Панфилов Саша

Денис, папа Саши, рассказывает их историю: "Все было нормально. А в один из вечеров Саша упал с дивана. И сильно плакал, хотя обычно он был очень терпеливый. Пошли к врачу на следующий день. Нам сказали, что ничего страшного, ушиб. А через два дня голова наклонилась на бок. Врач снова посмотрел и сказал, что продуло шею, и выписал корсет. А на третий день уехал глазик к носу. И тогда мы пошли в платную клинику к неврологу, откуда нас с Сашей сразу увезли на скорой в городскую больницу. А еще через 6 часов сделали МРТ и поставили диагноз — опухоль мозга.

Все было хорошо, а за одну неделю все изменилось. Все были в шоке.

Мыслей не было. Мы не осознавали, как вообще это может быть. А потом доверились врачам. А когда нам отказали в лечении, мы стали сами искать другие возможности, нашли врача в Бурденко. Там единственный врач пытался нас лечить.

Что у Саши неизлечимое заболевание, мы поняли сразу, когда поставили диагноз. Врачи выдали нам в лоб, что они ничего не могут сделать, что в лечении нет смысла.

Они нам говорили все, что нас ждет. Но мы даже не слушали. Мы хотели слушать только то, что давало надежду. А вдруг у всех так, а у нас иначе?

Верить во что-то гораздо лучше, чем думать, что всему конец. Тогда опускаются руки и только хуже. А так мы радовались каждому дню, каждому улучшению: вот Саша лежал и вдруг начал ползать, а потом вставать. Надежда давала силы.

Мы все понимали, но до последнего боролись.

Когда мы еще лечились, нас нашла выездная служба Фонда «Вера» и стала нам практически во всем помогать. Мы в любое время дня и ночи звонили врачам и медсестрам. Например, когда у нас дома отключили свет, медсестра Катя бросила все свои дела и приехала с отсосом на батарейках для Саши. Только благодаря Фонду это все у нас так хорошо прошло. Мягко и безболезненно. В это время все было главное: и лечение, и желания Саши, все, что хотел он, и все что могли мы для обезболивания и поддержки.

К нам из Фонда приезжали и врачи и медсестры несколько раз в неделю, а участковый в районе приходил не чаще раза в месяц. Говорил «Я ничего не знаю» и быстро убегал.

Еще при Саше было желание стать волонтером. Потому что я понял, что кроме людей, никто не поможет. И я помогал и помогаю в свободное время — отвожу посылки в семьи. Но никто из родителей не знает моей истории.
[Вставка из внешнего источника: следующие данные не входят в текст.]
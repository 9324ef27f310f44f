// SPDX-FileCopyrightText: 2025-2026 Zexin Yuan <aim@yzx9.xyz>
//
// SPDX-License-Identifier: Apache-2.0

//! Client for a hosted PostgREST-style table API and its password-grant auth provider.

#![warn(
    trivial_casts,
    trivial_numeric_casts,
    missing_copy_implementations,
    missing_debug_implementations,
    missing_docs,
    unsafe_code,
    unstable_features,
    unused_import_braces,
    unused_qualifications,
    clippy::dbg_macro,
    clippy::indexing_slicing,
    clippy::pedantic
)]
#![allow(clippy::single_match_else, clippy::match_bool)]

mod auth;
mod client;
mod config;
mod error;
mod http;
mod query;

pub use crate::auth::{Session, User};
pub use crate::client::RestClient;
pub use crate::config::{AuthMethod, RestConfig};
pub use crate::error::RestError;
pub use crate::query::Query;
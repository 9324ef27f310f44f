// SPDX-FileCopyrightText: 2025-2026 Zexin Yuan <aim@yzx9.xyz>
//
// SPDX-License-Identifier: Apache-2.0

use std::{error::Error, path::PathBuf, str::FromStr};

use plancal_core::{APP_NAME, Config as CoreConfig};
use tokio::fs;

const PLANCAL_CONFIG_ENV: &str = "PLANCAL_CONFIG";
const PLANCAL_DEV_ENV: &str = "PLANCAL_DEV";

const PLANCAL_DEV_VALID_TRUE: &[&str] = &["1", "true", "yes"];
const PLANCAL_DEV_VALID_FALSE: &[&str] = &["0", "false", "no"];

/// Loads the planner configuration.
///
/// The path given on the command line wins over `$PLANCAL_CONFIG`, which wins
/// over the per-user config file. A missing per-user file means defaults.
///
/// # Errors
///
/// Returns an error if the file cannot be read or parsed, or if no path was
/// given while `PLANCAL_DEV` is set.
#[tracing::instrument]
pub async fn parse_config(path: Option<PathBuf>) -> Result<CoreConfig, Box<dyn Error>> {
    let path = if let Some(path) = path {
        path
    } else if let Ok(env_path) = std::env::var(PLANCAL_CONFIG_ENV) {
        PathBuf::from(env_path)
    } else {
        if let Some(true) = is_dev_mode() {
            return Err(format!(
                "Development environment detected ({PLANCAL_DEV_ENV} is set): config must be explicitly specified via --config or {PLANCAL_CONFIG_ENV} environment variable",
            ).into());
        }

        let config = get_config_dir()?.join(format!("{APP_NAME}/config.toml"));
        if !config.exists() {
            tracing::info!(path = %config.display(), "no config file, using defaults");
            return Ok(CoreConfig::default());
        }
        config
    };

    let raw = fs::read_to_string(&path)
        .await
        .map_err(|e| format!("Failed to read config file at {}: {e}", path.display()))?
        .parse::<ConfigRaw>()
        .map_err(|e| format!("Failed to parse config file at {}: {e}", path.display()))?;
    Ok(raw.core)
}

#[derive(Debug, serde::Deserialize)]
struct ConfigRaw {
    #[serde(default)]
    core: CoreConfig,
}

impl FromStr for ConfigRaw {
    type Err = Box<dyn Error>;

    fn from_str(s: &str) -> Result<Self, Self::Err> {
        Ok(toml::from_str(s)?)
    }
}

fn get_config_dir() -> Result<PathBuf, Box<dyn Error>> {
    #[cfg(unix)]
    let config_dir = xdg::BaseDirectories::new().get_config_home();
    #[cfg(windows)]
    let config_dir = dirs::config_dir();
    config_dir.ok_or_else(|| "User-specific home directory not found".into())
}

fn is_dev_mode() -> Option<bool> {
    let val = std::env::var(PLANCAL_DEV_ENV).ok()?;
    let lower = val.to_lowercase();
    if PLANCAL_DEV_VALID_TRUE.contains(&lower.as_str()) {
        Some(true)
    } else if PLANCAL_DEV_VALID_FALSE.contains(&lower.as_str()) {
        Some(false)
    } else {
        tracing::warn!(
            "Unrecognized value for {PLANCAL_DEV_ENV}: '{val}'. Expected one of: true: {}, false: {}. Treating as unset.",
            PLANCAL_DEV_VALID_TRUE.join(", "),
            PLANCAL_DEV_VALID_FALSE.join(", ")
        );
        None
    }
}
// SPDX-FileCopyrightText: 2025-2026 Zexin Yuan <aim@yzx9.xyz>
//
// SPDX-License-Identifier: Apache-2.0

use std::error::Error;
use std::io;
use std::path::Path;

use plancal_rest::{AuthMethod, RestClient, RestConfig, Session};
use tokio::fs;

use crate::{BackendConfig, Config};

/// Signs in to the remote backend and saves the session in the state directory.
///
/// # Errors
///
/// Returns an error if the backend is not remote, the credentials are rejected,
/// or the session cannot be saved.
pub async fn login(mut config: Config, email: &str, password: &str) -> Result<Session, Box<dyn Error>> {
    config.normalize()?;
    let rest = remote_config(&config)?;
    let path = config
        .session_path()
        .ok_or("No state directory configured to keep the session in")?;

    let mut client = RestClient::new(rest.clone())?;
    let session = client
        .sign_in(email, password)
        .await
        .map_err(|e| format!("Failed to sign in: {e}"))?;

    save_session(&path, &session).await?;
    Ok(session)
}

/// Signs out of the remote backend and forgets the saved session.
///
/// Returns whether a session was saved.
///
/// # Errors
///
/// Returns an error if the backend is not remote or the session file cannot be removed.
pub async fn logout(mut config: Config) -> Result<bool, Box<dyn Error>> {
    config.normalize()?;
    let rest = remote_config(&config)?;
    let Some(path) = config.session_path() else {
        return Ok(false);
    };
    let Some(session) = load_session(&path).await? else {
        return Ok(false);
    };

    let mut client = RestClient::new(rest.clone())?.with_session(&session);
    if let Err(err) = client.sign_out().await {
        tracing::warn!(%err, "failed to revoke session, forgetting it anyway");
    }

    fs::remove_file(&path)
        .await
        .map_err(|e| format!("Failed to remove session file {}: {e}", path.display()))?;
    Ok(true)
}

/// Creates a client for the remote backend, reusing the saved session and
/// signing in with configured credentials when there is none.
///
/// An expired session is refreshed with its refresh token. If that fails it is
/// dropped, and the configured password is used instead.
pub(crate) async fn connect(
    rest: &RestConfig,
    session_path: Option<&Path>,
) -> Result<RestClient, Box<dyn Error>> {
    let mut client = RestClient::new(rest.clone())?;

    let saved = match session_path {
        Some(path) => load_session(path).await?,
        None => None,
    };
    let mut stale = false;
    match saved {
        Some(session) if !session.is_expired() => {
            tracing::debug!("using saved session");
            client = client.with_session(&session);
        }
        Some(session) => {
            tracing::info!("saved session has expired");
            stale = true;
            if let Some(token) = &session.refresh_token {
                match client.refresh_session(token).await {
                    Ok(fresh) => {
                        stale = false;
                        if let Some(path) = session_path {
                            save_session(path, &fresh).await?;
                        }
                    }
                    Err(err) => tracing::warn!(%err, "failed to refresh session"),
                }
            }
        }
        None => {}
    }

    let session = client
        .authenticate()
        .await
        .map_err(|e| format!("Failed to sign in: {e}"))?;
    match (session, session_path) {
        (Some(session), Some(path)) => save_session(path, &session).await?,
        (None, Some(path)) if stale => {
            forget_session(path).await?;
            if matches!(rest.auth, AuthMethod::None) {
                return Err("Saved session has expired, sign in again".into());
            }
        }
        _ => {}
    }

    Ok(client)
}

fn remote_config(config: &Config) -> Result<&RestConfig, Box<dyn Error>> {
    match &config.backend {
        BackendConfig::Remote(rest) => Ok(rest),
        BackendConfig::Local => Err("Sign-in is only available with the remote backend".into()),
    }
}

async fn load_session(path: &Path) -> Result<Option<Session>, Box<dyn Error>> {
    match fs::read_to_string(path).await {
        Ok(content) => match serde_json::from_str(&content) {
            Ok(session) => Ok(Some(session)),
            Err(e) => {
                tracing::warn!(path = %path.display(), err = %e, "ignoring unreadable session");
                Ok(None)
            }
        },
        Err(e) if e.kind() == io::ErrorKind::NotFound => Ok(None),
        Err(e) => Err(format!("Failed to read session file {}: {e}", path.display()).into()),
    }
}

async fn forget_session(path: &Path) -> Result<(), Box<dyn Error>> {
    match fs::remove_file(path).await {
        Ok(()) => Ok(()),
        Err(e) if e.kind() == io::ErrorKind::NotFound => Ok(()),
        Err(e) => Err(format!("Failed to remove session file {}: {e}", path.display()).into()),
    }
}

async fn save_session(path: &Path, session: &Session) -> Result<(), Box<dyn Error>> {
    if let Some(parent) = path.parent() {
        fs::create_dir_all(parent).await?;
    }
    let content = serde_json::to_string_pretty(session)?;
    fs::write(path, content)
        .await
        .map_err(|e| format!("Failed to write session file {}: {e}", path.display()))?;
    tracing::debug!(path = %path.display(), "saved session");
    Ok(())
}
Зачем их загружать? Может быть, они лечатся, пытаются, как мы, а я буду им говорить о безысходности. Зачем все это?

Я бы может и поговорил с ними, но не думаю, что родителям стало бы легче. Все эти разговоры о том, что это конец и ничего не будет, только мучения, не хочется об этом думать и слушать.

Прошло уже больше двух лет после его смерти. Проще никогда не станет. Но мы научились с этим жить. Не знаю, что было бы лучше. Тогда нам было хорошо, потому что мы были вместе. А сейчас время прошло и понимаешь, что ему от этого не было лучше.

После всего, что было, надо прийти в себя. В первый год мы вообще ни о чем не думали. Только о том, как все устроить на кладбище. Долго готовились, каждый день планировали, рисовали, что и как сделать, и только спустя год в течение месяца реализовали все то, что надумали. И стало как-то легче.

Я практически каждый день езжу к Саше. И на душе спокойнее от этого.

Саша всегда был очень позитивный, даже когда болел, смеялся играл и радовался. Мы вспоминаем только хорошие моменты".